*Work instructions*
Look through the material below and say how many of its lines carry the string "TooManySamples". Only the number should be given.

*Provided records*
▬▬▬

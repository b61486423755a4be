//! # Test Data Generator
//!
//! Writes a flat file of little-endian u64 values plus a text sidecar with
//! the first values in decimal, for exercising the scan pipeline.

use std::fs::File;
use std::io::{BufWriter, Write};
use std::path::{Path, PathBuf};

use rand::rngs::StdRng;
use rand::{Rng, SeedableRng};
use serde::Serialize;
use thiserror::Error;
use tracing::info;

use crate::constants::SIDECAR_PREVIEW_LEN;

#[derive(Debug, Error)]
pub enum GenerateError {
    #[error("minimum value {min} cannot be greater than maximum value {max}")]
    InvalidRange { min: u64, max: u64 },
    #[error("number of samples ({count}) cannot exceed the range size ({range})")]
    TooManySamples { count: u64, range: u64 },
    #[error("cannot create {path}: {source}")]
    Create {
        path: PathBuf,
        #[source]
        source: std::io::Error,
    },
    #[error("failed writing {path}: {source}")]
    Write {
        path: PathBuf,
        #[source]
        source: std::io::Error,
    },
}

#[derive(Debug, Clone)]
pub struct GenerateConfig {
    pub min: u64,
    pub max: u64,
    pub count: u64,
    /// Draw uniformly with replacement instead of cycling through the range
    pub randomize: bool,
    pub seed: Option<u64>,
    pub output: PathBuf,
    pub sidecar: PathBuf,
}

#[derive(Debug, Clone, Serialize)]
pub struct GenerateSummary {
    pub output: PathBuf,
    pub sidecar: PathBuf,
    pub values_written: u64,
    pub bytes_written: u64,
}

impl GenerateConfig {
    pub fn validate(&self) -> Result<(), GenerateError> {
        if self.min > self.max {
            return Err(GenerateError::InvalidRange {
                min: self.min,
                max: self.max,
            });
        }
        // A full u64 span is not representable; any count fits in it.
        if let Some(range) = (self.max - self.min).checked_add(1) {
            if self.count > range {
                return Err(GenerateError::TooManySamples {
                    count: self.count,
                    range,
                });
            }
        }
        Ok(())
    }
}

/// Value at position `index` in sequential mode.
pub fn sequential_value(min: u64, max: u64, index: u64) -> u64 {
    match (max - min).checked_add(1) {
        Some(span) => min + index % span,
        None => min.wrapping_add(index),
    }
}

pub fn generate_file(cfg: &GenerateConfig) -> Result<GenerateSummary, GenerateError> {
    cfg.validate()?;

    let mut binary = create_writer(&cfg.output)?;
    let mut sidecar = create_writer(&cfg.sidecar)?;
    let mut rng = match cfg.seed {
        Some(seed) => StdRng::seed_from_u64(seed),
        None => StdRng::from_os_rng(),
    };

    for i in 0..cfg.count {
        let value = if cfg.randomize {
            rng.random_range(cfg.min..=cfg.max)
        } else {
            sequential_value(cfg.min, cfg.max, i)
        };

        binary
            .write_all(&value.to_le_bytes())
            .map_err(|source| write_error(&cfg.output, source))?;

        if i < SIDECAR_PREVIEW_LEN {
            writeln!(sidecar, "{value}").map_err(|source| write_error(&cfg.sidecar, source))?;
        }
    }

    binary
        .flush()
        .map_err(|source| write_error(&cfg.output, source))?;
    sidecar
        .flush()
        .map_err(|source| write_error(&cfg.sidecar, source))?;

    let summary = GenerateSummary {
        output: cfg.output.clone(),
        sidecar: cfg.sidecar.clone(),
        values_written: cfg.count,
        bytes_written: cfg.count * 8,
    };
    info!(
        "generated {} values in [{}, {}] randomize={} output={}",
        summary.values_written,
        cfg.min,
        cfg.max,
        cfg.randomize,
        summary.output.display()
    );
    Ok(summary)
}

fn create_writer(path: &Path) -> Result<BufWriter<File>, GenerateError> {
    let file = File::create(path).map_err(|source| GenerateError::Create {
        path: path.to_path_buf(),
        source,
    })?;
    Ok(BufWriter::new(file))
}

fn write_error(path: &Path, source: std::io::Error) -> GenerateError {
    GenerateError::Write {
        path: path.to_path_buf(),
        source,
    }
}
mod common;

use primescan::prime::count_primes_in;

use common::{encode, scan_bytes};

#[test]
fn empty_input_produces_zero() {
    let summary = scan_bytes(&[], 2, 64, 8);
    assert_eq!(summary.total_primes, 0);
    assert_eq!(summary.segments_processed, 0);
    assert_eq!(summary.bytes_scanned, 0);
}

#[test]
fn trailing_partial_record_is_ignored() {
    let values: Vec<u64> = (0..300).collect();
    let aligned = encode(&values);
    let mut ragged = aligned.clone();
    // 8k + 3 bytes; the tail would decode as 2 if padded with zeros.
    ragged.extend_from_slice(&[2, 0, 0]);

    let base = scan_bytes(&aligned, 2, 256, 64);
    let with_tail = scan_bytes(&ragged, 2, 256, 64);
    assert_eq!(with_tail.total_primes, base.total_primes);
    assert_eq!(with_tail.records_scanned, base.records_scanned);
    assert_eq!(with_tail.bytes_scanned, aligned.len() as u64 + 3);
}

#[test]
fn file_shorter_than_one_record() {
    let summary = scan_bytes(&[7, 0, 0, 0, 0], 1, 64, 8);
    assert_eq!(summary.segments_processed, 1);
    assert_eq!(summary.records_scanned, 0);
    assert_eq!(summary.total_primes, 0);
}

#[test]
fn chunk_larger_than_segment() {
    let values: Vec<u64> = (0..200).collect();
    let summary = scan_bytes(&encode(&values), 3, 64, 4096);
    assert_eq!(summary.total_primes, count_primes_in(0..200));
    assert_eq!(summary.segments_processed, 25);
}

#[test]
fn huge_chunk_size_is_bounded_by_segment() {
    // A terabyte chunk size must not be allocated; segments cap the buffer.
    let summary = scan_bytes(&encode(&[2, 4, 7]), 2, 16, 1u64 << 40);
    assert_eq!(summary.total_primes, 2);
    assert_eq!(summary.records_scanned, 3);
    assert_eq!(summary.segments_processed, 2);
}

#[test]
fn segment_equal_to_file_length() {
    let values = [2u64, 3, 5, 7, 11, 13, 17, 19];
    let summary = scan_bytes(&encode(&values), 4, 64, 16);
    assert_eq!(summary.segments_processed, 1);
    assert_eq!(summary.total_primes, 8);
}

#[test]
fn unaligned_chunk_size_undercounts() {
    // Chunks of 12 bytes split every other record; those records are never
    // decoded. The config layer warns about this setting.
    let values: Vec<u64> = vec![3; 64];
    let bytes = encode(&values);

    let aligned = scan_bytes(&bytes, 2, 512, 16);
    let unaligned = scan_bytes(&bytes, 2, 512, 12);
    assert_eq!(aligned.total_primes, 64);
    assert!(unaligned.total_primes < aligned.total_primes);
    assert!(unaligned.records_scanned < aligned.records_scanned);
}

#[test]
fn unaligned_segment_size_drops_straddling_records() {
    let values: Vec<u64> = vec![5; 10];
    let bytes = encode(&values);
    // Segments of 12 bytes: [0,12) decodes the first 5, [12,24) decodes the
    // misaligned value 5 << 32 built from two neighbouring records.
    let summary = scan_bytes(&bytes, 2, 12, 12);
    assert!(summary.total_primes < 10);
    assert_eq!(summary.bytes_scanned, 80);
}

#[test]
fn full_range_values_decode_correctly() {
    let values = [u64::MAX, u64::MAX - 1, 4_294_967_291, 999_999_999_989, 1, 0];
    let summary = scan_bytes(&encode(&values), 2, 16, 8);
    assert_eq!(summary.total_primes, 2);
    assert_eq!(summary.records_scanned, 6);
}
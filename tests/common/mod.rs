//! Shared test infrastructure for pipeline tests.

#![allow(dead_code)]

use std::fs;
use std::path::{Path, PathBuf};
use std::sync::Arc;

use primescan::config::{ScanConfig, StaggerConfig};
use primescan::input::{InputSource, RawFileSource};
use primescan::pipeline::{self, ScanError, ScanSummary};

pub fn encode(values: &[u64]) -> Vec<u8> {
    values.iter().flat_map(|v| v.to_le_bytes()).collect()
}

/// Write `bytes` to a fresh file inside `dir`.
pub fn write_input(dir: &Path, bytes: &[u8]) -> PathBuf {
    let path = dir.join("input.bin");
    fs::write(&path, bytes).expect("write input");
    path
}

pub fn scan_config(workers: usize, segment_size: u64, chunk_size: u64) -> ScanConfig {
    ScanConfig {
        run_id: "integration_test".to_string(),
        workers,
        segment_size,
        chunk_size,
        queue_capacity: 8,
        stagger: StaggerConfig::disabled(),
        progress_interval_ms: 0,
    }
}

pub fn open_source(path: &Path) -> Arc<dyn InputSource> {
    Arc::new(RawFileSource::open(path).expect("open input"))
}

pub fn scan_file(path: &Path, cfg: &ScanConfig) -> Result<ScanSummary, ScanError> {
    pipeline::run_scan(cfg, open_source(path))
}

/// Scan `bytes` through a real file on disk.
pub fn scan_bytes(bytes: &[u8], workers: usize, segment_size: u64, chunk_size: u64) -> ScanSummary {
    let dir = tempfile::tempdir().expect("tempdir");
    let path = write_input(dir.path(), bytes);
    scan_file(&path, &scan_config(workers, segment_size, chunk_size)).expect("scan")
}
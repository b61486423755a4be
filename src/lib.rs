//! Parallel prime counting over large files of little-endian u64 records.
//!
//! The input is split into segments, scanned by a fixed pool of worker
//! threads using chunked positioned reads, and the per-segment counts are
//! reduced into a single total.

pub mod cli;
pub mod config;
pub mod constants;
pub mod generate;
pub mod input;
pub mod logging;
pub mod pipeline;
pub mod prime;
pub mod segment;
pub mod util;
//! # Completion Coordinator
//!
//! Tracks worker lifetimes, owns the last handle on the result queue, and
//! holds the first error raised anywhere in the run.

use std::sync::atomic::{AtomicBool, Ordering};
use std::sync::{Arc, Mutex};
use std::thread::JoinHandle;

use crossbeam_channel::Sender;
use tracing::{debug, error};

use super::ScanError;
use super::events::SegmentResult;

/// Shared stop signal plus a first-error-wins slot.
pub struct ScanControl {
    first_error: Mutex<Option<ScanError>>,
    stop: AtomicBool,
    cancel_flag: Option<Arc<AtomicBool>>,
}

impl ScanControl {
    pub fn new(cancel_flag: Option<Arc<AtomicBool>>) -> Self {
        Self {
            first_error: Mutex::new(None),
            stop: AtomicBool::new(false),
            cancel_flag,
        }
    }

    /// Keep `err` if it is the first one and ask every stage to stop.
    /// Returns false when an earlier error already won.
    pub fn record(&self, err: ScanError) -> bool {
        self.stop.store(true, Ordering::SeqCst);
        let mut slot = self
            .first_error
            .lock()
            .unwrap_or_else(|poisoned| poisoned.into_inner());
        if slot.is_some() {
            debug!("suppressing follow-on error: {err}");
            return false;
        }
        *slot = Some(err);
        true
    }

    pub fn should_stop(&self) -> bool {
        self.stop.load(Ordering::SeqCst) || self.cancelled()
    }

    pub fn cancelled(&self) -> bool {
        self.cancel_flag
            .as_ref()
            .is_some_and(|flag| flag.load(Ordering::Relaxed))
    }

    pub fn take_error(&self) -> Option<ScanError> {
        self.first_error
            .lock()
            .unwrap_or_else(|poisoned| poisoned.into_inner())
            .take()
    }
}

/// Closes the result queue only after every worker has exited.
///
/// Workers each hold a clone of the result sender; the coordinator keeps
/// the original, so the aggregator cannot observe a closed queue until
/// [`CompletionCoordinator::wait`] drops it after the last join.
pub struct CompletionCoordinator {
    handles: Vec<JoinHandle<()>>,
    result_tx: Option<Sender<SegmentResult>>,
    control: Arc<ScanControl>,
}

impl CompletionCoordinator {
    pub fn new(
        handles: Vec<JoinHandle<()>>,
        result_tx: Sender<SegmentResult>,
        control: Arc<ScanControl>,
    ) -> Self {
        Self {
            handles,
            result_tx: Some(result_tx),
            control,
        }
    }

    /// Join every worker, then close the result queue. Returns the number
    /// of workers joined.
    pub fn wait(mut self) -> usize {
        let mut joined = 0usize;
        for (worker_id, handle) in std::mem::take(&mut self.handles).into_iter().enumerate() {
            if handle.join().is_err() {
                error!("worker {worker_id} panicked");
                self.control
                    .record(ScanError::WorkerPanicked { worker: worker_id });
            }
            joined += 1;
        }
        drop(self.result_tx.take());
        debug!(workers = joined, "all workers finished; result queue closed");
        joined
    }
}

▬▬▬

*Expected answer*
2